(Extracted material)

use std::sync::Arc;

use tokio::sync::{Mutex, mpsc};
use tracing::debug;

use crate::concurrency::shutdown::ShutdownRx;
use crate::error::TrawlResult;
use crate::transform::Transform;

/// Consumer side of the item channel, shared by all scan workers.
///
/// Workers take turns receiving; the lock is held only across a single `recv`,
/// and every acquisition races the shutdown signal.
pub(crate) type SharedReceiver<I> = Arc<Mutex<mpsc::Receiver<I>>>;

/// Worker applying the transform to items pulled from the shared channel.
///
/// Each of the N scan workers runs the same loop: take an item, apply the
/// transform, forward the partial result if there is one. The worker exits
/// when the item channel is closed and drained, or when the shutdown signal
/// fires. Every item taken is evaluated exactly once.
///
/// Cancellation is best-effort at the result boundary: a partial result that
/// was fully enqueued before shutdown is still delivered, while one whose send
/// loses the race to the shutdown signal is dropped.
pub struct ScanWorker<T: Transform> {
    worker_id: u16,
    transform: Arc<T>,
    items: SharedReceiver<T::Item>,
    results: mpsc::Sender<T::Partial>,
    shutdown_rx: ShutdownRx,
}

impl<T: Transform> ScanWorker<T> {
    pub(crate) fn new(
        worker_id: u16,
        transform: Arc<T>,
        items: SharedReceiver<T::Item>,
        results: mpsc::Sender<T::Partial>,
        shutdown_rx: ShutdownRx,
    ) -> Self {
        Self {
            worker_id,
            transform,
            items,
            results,
            shutdown_rx,
        }
    }

    pub(crate) fn worker_id(&self) -> u16 {
        self.worker_id
    }

    /// Runs the take/transform/put loop to completion.
    pub(crate) async fn run(mut self) -> TrawlResult<()> {
        debug!("scan worker started");

        loop {
            let item = tokio::select! {
                biased;
                _ = self.shutdown_rx.signaled() => {
                    debug!("scan worker observed shutdown");
                    break;
                }
                item = recv_shared(&self.items) => match item {
                    Some(item) => item,
                    None => {
                        debug!("item channel closed and drained");
                        break;
                    }
                },
            };

            let Some(partial) = self.transform.apply(item) else {
                continue;
            };

            let delivered = tokio::select! {
                biased;
                _ = self.shutdown_rx.signaled() => false,
                res = self.results.send(partial) => res.is_ok(),
            };

            if !delivered {
                // Shutdown won the race or the reduce worker hung up; the
                // computed partial is dropped (best-effort cancellation).
                debug!("scan worker dropped an undeliverable partial result");
                break;
            }
        }

        debug!("scan worker exiting");

        Ok(())
    }
}

/// Receives the next item from the shared channel.
async fn recv_shared<I>(items: &SharedReceiver<I>) -> Option<I> {
    items.lock().await.recv().await
}
use std::path::{Path, PathBuf};

use clap::{Parser, Subcommand};
use trawl_config::shared::PipelineConfig;

use crate::error::ScannerResult;

/// Command-line arguments for the scanner binary.
#[derive(Debug, Parser)]
#[command(name = "trawl-scanner", about = "Concurrent scan jobs over the trawl pipeline")]
pub struct ScannerArgs {
    /// Optional JSON file with pipeline configuration overrides.
    #[arg(long, global = true)]
    pub config: Option<PathBuf>,

    #[command(subcommand)]
    pub command: ScannerCommand,
}

/// The scan job to run.
#[derive(Debug, Subcommand)]
pub enum ScannerCommand {
    /// Scan a log file for keyword occurrences and print sorted frequencies.
    Logs {
        /// Path of the line-oriented log file to scan.
        path: PathBuf,
        /// Keywords to match, comma separated.
        #[arg(long, value_delimiter = ',', default_values_t = default_keywords())]
        keywords: Vec<String>,
        /// Lines per work item.
        #[arg(long)]
        batch_size: Option<usize>,
        /// Number of parallel scan workers.
        #[arg(long)]
        workers: Option<u16>,
    },
    /// Search the integers for primes that are also palindromes.
    Primes {
        /// Number of prime palindromes to collect.
        #[arg(value_parser = clap::value_parser!(u64).range(1..=50))]
        count: u64,
        /// First candidate of the search.
        #[arg(long, default_value_t = 2)]
        start: u64,
        /// Number of parallel scan workers.
        #[arg(long)]
        workers: Option<u16>,
    },
}

fn default_keywords() -> Vec<String> {
    ["ERROR", "WARN", "INFO"]
        .into_iter()
        .map(str::to_string)
        .collect()
}

/// Loads the pipeline configuration, either from a JSON file or from defaults.
///
/// The pipeline id defaults to the process id, which keeps concurrent
/// invocations distinguishable in logs.
pub fn load_pipeline_config(path: Option<&Path>) -> ScannerResult<PipelineConfig> {
    let config = match path {
        Some(path) => {
            let raw = std::fs::read(path)?;
            serde_json::from_slice(&raw)?
        }
        None => PipelineConfig {
            id: std::process::id() as u64,
            ..Default::default()
        },
    };

    Ok(config)
}

#[cfg(test)]
mod tests {
    use super::*;

    #[test]
    fn logs_arguments_parse_with_defaults() {
        let args = ScannerArgs::parse_from(["trawl-scanner", "logs", "app.log"]);

        let ScannerCommand::Logs {
            path,
            keywords,
            batch_size,
            workers,
        } = args.command
        else {
            panic!("expected logs command");
        };

        assert_eq!(path, PathBuf::from("app.log"));
        assert_eq!(keywords, vec!["ERROR", "WARN", "INFO"]);
        assert!(batch_size.is_none());
        assert!(workers.is_none());
    }

    #[test]
    fn primes_count_outside_range_is_rejected() {
        assert!(ScannerArgs::try_parse_from(["trawl-scanner", "primes", "0"]).is_err());
        assert!(ScannerArgs::try_parse_from(["trawl-scanner", "primes", "51"]).is_err());
        assert!(ScannerArgs::try_parse_from(["trawl-scanner", "primes", "50"]).is_ok());
    }

    #[test]
    fn keyword_list_is_comma_separated() {
        let args = ScannerArgs::parse_from([
            "trawl-scanner",
            "logs",
            "app.log",
            "--keywords",
            "FATAL,PANIC",
        ]);

        let ScannerCommand::Logs { keywords, .. } = args.command else {
            panic!("expected logs command");
        };

        assert_eq!(keywords, vec!["FATAL", "PANIC"]);
    }
}
//! Shared configuration types for trawl pipelines.

pub mod shared;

(End Extracted material)

§ Task prompt:
Extract every line containing the string "configuration" from the data above.

§ Output of the task:
    /// Optional JSON file with pipeline configuration overrides.
/// Loads the pipeline configuration, either from a JSON file or from defaults.
//! Shared configuration types for trawl pipelines.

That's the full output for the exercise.